Assignment
Take the lines below between the one holding "filename src/command/error.rs" and the one holding "pub struct CooldownActive", inclusive, and copy them exactly. Add nothing.

Top of Information provided

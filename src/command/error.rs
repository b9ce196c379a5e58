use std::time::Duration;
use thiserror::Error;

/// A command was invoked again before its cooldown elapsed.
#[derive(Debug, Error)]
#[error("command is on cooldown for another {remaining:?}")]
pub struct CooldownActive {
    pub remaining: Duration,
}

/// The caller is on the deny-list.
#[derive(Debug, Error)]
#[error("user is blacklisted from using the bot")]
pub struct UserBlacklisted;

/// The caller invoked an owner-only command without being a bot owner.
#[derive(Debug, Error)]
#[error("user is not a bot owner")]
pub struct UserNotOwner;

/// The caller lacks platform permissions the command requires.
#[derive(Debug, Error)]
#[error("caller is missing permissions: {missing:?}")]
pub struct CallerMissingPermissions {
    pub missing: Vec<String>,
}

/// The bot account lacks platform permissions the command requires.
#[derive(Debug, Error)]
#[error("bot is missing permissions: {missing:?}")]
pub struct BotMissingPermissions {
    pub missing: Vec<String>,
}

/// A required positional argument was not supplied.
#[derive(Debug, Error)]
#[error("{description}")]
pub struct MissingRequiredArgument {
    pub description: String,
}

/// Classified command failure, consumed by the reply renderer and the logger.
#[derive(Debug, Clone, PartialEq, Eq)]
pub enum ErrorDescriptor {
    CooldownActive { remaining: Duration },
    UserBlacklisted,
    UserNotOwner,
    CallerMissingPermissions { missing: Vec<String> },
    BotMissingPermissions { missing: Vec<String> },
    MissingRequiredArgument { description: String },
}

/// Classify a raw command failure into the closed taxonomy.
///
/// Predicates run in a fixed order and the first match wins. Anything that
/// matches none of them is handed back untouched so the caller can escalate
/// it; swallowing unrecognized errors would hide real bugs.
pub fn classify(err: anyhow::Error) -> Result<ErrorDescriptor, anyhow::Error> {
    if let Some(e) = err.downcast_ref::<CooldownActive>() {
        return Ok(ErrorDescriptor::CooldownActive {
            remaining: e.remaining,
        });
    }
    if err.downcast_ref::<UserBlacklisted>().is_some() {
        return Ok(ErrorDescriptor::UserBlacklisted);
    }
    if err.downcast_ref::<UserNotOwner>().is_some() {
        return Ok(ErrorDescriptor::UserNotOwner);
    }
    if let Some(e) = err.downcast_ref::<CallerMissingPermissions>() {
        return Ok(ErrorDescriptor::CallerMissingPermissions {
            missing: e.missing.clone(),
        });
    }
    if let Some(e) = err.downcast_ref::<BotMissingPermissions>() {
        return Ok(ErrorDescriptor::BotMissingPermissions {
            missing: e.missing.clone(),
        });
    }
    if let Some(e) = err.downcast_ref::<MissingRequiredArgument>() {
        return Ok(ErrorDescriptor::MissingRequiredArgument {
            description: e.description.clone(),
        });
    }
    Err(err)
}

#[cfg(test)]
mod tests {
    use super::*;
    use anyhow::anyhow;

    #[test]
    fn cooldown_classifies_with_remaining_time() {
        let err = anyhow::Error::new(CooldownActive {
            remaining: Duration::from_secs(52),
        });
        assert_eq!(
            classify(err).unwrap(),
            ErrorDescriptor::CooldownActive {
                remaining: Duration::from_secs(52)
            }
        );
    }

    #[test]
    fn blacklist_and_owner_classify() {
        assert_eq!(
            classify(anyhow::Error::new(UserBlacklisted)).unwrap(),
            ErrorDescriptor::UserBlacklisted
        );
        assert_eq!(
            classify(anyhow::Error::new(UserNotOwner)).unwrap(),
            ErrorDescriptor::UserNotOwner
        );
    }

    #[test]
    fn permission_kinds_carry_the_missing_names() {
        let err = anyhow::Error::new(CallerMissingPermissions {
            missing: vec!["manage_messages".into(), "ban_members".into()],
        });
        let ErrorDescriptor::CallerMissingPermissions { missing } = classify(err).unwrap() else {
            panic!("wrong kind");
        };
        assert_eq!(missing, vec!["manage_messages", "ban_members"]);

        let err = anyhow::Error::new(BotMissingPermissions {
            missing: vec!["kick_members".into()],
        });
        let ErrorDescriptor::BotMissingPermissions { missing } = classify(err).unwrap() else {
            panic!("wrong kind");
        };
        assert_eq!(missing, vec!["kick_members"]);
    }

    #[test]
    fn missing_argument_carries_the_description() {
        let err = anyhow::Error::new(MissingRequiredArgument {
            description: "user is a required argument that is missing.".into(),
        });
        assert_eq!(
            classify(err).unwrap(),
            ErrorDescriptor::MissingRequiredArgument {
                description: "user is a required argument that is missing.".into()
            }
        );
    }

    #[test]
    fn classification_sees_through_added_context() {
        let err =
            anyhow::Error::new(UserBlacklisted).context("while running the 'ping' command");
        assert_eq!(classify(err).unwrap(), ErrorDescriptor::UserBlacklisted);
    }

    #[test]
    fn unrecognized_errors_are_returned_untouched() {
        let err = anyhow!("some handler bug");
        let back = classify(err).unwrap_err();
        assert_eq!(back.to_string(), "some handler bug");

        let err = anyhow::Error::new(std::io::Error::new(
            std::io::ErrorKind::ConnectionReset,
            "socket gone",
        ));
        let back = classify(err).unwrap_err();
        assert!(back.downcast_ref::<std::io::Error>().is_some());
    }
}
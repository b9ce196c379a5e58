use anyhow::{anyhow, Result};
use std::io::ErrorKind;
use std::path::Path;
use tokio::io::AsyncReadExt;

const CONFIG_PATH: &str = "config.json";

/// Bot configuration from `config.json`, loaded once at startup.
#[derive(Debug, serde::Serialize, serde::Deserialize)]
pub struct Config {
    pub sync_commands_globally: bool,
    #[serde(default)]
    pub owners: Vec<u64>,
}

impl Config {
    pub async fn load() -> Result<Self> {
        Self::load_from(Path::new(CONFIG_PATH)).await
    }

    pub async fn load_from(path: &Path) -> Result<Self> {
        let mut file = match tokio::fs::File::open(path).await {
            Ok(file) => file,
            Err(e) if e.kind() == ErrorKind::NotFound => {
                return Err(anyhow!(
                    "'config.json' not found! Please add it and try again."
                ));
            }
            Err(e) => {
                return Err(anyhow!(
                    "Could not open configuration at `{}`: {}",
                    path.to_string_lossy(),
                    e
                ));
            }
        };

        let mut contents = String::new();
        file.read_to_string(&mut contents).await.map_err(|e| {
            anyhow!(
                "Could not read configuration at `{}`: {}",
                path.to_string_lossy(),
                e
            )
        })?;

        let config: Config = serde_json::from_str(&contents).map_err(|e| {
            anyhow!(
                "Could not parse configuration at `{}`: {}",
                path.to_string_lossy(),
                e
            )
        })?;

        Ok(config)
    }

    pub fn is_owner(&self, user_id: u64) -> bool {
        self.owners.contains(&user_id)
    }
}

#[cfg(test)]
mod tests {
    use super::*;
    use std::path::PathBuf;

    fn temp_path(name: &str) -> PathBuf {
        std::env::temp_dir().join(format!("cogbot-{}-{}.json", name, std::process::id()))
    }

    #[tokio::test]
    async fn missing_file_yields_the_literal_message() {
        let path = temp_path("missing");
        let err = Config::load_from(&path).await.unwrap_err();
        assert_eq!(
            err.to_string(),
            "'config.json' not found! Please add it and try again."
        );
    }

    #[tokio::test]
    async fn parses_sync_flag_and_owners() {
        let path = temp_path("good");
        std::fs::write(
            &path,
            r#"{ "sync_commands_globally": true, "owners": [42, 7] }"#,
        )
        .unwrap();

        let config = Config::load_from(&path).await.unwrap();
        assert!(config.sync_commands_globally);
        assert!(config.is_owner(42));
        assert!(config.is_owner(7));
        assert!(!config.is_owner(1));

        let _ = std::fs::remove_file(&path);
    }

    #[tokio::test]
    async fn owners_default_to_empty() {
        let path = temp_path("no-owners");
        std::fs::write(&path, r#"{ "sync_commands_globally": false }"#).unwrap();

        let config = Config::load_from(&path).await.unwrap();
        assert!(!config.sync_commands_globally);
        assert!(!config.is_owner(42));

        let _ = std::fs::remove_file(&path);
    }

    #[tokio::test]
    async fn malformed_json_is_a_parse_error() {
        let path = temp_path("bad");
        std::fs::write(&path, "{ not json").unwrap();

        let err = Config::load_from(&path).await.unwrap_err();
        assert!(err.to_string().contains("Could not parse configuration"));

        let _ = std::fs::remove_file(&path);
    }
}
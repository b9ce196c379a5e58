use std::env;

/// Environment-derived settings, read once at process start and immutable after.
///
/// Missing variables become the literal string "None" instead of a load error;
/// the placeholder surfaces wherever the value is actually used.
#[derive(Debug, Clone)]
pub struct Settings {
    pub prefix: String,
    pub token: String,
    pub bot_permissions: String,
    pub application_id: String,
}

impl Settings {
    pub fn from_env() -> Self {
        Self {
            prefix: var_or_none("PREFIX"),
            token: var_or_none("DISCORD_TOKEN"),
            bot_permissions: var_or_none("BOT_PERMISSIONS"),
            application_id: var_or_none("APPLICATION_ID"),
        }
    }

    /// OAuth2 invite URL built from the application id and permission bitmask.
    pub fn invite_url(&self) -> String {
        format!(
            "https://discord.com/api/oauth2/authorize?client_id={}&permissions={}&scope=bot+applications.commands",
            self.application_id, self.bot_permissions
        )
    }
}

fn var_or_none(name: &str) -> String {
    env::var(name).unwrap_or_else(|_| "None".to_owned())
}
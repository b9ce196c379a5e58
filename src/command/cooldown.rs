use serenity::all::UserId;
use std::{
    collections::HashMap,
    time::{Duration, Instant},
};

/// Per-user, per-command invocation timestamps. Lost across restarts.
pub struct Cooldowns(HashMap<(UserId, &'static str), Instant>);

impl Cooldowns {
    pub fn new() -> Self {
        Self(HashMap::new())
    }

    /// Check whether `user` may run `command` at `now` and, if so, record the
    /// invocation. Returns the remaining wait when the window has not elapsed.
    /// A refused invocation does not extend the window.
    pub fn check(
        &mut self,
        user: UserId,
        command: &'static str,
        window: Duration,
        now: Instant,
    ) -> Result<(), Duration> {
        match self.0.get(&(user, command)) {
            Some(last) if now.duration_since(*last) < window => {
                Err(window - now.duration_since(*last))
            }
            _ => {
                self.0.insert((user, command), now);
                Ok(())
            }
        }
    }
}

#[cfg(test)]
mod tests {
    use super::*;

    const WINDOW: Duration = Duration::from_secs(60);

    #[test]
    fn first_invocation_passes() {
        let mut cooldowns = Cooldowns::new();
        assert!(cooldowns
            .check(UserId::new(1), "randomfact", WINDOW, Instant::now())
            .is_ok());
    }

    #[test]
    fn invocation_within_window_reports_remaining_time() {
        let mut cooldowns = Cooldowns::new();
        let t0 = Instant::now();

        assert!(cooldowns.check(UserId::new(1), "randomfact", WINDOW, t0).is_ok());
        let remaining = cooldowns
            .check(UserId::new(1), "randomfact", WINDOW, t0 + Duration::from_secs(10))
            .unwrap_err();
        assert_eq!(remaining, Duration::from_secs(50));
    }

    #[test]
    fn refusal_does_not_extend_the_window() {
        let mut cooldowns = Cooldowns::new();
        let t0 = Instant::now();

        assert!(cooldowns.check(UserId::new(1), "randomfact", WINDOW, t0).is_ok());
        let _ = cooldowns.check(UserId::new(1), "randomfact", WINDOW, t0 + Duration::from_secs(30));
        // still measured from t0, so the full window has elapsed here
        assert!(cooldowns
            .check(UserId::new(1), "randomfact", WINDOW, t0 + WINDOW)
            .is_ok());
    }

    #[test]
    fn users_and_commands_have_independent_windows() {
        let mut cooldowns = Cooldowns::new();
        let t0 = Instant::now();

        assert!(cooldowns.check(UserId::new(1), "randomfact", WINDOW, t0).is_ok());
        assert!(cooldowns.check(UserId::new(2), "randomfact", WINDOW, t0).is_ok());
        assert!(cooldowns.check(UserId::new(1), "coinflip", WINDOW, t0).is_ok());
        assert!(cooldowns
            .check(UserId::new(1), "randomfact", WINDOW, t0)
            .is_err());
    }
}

Bottom of Information provided
Top of Information provided

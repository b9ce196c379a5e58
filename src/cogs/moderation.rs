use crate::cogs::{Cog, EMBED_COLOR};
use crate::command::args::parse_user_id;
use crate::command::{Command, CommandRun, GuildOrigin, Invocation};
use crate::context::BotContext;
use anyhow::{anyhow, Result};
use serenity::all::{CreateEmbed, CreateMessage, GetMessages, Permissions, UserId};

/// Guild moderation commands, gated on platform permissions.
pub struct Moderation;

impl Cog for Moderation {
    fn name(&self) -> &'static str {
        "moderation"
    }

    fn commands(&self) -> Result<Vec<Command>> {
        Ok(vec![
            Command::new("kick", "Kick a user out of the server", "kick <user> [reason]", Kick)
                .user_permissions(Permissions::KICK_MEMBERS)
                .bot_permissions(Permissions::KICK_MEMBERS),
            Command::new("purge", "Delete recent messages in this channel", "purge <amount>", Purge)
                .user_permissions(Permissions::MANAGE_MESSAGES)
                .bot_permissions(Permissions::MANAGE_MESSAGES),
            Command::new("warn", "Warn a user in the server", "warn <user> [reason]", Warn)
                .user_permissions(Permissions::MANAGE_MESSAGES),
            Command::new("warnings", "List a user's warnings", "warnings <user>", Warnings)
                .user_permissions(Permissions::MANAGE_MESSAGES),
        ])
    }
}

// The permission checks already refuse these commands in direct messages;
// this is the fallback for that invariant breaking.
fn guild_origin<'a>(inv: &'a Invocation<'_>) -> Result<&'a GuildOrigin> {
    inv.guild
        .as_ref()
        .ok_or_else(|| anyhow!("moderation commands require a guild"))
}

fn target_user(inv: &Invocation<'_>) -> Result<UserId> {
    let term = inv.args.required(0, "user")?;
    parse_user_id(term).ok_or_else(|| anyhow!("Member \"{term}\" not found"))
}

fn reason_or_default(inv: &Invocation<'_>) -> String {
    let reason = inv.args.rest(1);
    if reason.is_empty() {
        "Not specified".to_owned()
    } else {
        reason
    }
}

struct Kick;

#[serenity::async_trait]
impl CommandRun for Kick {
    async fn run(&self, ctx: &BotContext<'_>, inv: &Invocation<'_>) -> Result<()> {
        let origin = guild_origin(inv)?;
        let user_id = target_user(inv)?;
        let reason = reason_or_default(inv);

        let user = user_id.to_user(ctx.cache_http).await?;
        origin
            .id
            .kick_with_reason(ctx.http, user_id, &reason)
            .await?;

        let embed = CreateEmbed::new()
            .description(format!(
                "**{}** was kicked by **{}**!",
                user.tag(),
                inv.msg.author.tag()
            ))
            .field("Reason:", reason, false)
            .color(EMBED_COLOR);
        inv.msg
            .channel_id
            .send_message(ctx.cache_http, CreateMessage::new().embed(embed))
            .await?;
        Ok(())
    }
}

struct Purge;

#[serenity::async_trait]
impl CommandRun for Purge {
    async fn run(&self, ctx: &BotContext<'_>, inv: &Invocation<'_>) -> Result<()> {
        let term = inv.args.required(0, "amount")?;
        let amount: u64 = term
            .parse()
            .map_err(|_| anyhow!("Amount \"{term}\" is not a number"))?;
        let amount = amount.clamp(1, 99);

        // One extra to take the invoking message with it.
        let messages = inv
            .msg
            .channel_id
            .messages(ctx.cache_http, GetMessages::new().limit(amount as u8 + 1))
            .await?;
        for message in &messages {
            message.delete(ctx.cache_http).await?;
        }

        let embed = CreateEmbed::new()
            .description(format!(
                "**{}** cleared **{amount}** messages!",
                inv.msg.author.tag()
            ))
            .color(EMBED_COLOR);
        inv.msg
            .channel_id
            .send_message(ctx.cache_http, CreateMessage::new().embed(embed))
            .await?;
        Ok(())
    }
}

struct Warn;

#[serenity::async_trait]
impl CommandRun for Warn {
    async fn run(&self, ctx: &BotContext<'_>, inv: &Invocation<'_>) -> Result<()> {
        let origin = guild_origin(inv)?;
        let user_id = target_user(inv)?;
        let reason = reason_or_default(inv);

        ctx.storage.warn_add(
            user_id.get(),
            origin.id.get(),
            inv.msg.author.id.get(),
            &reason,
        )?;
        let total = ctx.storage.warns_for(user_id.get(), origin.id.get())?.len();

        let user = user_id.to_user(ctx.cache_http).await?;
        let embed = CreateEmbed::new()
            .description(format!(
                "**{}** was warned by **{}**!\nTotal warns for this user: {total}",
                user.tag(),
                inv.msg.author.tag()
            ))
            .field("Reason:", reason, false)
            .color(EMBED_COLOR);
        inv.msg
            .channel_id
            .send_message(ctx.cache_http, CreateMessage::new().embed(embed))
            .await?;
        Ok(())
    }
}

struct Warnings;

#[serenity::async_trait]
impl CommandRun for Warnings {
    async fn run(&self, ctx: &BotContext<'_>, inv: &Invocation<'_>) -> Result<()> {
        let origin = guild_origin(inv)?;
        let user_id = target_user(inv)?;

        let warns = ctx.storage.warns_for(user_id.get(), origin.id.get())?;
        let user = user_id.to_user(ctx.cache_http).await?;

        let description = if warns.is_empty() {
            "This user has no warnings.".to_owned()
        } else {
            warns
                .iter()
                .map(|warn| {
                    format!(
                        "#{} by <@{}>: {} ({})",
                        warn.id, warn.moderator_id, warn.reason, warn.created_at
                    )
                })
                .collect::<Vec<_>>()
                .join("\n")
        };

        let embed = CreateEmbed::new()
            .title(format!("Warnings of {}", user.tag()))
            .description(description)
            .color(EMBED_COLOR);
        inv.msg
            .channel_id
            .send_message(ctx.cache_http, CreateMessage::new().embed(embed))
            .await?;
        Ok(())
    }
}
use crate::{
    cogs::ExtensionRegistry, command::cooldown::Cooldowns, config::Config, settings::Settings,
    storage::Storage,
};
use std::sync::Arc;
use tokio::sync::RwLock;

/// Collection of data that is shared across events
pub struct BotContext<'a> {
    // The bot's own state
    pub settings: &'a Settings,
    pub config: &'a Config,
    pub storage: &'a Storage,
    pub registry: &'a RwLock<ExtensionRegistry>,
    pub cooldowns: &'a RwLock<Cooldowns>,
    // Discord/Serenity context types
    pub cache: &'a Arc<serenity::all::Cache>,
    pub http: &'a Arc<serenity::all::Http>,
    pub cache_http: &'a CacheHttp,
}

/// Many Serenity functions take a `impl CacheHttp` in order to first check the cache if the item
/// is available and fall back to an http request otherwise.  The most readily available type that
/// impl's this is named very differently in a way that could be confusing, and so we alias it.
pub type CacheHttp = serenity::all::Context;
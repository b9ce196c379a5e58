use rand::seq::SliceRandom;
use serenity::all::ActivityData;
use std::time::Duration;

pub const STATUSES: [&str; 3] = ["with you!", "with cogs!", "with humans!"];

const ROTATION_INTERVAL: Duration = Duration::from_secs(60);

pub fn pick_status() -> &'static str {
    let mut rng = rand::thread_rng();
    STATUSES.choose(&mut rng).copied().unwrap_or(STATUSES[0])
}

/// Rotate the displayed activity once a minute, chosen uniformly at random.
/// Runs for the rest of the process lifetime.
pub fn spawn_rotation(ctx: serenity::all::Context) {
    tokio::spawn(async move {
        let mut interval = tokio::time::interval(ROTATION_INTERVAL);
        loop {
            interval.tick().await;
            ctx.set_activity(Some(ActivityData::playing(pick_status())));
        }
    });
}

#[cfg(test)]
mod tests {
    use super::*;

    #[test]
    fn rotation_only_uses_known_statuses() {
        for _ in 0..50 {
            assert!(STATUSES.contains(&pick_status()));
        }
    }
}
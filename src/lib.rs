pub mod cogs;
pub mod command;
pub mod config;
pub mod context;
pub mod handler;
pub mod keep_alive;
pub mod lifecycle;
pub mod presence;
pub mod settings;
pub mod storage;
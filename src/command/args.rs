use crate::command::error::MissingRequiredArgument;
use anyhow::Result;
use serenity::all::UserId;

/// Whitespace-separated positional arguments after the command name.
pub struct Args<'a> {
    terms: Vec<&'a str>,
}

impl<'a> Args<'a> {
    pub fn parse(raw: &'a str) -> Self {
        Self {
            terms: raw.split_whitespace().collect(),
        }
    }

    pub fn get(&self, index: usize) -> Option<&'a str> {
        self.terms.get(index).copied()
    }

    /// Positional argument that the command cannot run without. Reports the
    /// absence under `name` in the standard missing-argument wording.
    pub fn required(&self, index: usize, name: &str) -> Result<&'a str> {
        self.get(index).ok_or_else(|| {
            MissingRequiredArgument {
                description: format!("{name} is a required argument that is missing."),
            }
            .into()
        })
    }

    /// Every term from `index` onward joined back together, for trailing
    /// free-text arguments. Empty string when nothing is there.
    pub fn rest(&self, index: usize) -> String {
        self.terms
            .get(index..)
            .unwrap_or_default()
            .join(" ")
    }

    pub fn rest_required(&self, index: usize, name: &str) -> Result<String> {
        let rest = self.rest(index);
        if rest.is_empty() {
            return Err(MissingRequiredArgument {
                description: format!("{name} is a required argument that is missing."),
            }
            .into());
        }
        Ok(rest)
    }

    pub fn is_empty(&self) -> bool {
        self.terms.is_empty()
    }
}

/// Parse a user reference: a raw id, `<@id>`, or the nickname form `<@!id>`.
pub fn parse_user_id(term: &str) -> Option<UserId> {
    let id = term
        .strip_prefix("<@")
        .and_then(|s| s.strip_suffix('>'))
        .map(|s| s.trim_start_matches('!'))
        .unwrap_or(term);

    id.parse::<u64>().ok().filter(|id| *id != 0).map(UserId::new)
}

Bottom of Information provided
Top of Information provided

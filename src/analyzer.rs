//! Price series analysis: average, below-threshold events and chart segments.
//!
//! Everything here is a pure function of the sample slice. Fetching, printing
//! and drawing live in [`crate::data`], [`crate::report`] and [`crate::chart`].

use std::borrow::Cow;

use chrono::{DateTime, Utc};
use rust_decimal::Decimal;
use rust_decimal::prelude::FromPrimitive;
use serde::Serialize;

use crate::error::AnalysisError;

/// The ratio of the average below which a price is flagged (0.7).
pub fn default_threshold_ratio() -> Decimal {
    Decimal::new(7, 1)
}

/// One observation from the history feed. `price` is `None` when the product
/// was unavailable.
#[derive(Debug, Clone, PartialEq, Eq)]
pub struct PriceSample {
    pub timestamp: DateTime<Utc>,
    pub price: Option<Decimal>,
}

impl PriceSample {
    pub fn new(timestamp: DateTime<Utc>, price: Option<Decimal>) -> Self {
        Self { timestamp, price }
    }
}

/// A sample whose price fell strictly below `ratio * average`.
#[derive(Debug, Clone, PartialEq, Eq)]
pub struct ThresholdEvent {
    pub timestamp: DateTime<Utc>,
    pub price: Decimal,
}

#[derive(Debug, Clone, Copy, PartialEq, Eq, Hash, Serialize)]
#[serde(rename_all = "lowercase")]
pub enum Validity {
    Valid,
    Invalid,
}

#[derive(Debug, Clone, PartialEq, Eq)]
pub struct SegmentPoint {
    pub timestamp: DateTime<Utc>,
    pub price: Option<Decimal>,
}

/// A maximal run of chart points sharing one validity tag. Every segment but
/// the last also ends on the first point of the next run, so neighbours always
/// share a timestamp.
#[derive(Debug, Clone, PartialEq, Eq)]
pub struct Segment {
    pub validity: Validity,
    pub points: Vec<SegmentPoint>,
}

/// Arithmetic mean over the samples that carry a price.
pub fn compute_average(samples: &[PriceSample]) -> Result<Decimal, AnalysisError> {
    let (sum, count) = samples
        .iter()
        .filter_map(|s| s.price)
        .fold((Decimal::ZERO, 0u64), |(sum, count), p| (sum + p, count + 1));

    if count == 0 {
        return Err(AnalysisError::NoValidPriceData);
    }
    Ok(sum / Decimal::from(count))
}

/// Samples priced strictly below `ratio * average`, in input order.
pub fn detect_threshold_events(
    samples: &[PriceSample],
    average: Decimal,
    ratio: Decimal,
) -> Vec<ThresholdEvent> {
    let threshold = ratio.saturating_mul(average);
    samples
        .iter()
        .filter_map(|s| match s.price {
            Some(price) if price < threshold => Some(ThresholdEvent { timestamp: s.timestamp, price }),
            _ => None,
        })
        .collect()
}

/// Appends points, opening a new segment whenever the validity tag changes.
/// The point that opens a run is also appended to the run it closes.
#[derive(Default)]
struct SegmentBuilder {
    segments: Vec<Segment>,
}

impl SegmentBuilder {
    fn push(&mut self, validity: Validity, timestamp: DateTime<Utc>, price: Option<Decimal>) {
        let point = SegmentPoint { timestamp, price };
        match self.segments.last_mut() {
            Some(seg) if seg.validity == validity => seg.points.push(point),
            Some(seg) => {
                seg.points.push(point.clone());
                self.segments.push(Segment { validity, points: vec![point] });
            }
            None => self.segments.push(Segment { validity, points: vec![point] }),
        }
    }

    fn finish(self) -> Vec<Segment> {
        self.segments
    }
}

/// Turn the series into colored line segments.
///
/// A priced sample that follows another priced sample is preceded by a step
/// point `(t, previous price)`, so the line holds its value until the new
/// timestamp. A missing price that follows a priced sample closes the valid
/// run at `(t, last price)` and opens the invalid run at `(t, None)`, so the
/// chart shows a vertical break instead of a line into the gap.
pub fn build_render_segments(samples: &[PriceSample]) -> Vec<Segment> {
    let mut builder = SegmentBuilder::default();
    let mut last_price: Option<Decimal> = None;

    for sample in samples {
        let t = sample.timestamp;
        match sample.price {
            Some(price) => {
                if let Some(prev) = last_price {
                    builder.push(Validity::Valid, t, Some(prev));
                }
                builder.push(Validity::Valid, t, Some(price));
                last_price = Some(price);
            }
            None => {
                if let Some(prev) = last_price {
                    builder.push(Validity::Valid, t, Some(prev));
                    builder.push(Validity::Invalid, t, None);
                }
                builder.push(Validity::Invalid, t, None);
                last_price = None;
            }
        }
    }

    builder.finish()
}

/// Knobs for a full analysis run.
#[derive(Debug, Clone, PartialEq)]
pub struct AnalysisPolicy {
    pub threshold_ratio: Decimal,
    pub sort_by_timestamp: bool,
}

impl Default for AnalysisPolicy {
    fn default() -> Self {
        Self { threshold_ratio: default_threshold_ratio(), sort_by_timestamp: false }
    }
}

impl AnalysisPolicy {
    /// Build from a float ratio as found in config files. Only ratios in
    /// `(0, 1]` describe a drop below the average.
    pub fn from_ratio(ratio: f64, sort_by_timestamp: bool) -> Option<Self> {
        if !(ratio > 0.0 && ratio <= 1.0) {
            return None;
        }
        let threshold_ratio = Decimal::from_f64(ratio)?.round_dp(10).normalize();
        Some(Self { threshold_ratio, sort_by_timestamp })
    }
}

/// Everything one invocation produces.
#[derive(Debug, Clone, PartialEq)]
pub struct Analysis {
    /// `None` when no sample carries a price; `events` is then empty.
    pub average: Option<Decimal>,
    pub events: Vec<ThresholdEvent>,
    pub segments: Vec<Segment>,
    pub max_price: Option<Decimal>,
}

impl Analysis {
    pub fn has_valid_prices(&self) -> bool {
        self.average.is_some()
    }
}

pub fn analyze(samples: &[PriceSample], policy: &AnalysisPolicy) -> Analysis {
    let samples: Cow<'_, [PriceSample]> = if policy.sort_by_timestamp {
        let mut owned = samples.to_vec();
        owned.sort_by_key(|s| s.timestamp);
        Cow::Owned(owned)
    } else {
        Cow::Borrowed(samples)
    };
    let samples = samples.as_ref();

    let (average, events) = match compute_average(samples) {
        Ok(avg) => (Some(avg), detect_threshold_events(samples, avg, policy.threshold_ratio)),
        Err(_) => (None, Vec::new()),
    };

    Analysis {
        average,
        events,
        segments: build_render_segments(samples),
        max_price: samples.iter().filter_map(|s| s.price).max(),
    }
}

Bottom of Information provided

Exercise result
filename src/command/error.rs
repository b9ce196c379a5e58
use std::time::Duration;
use thiserror::Error;

/// A command was invoked again before its cooldown elapsed.
#[derive(Debug, Error)]
#[error("command is on cooldown for another {remaining:?}")]
pub struct CooldownActive {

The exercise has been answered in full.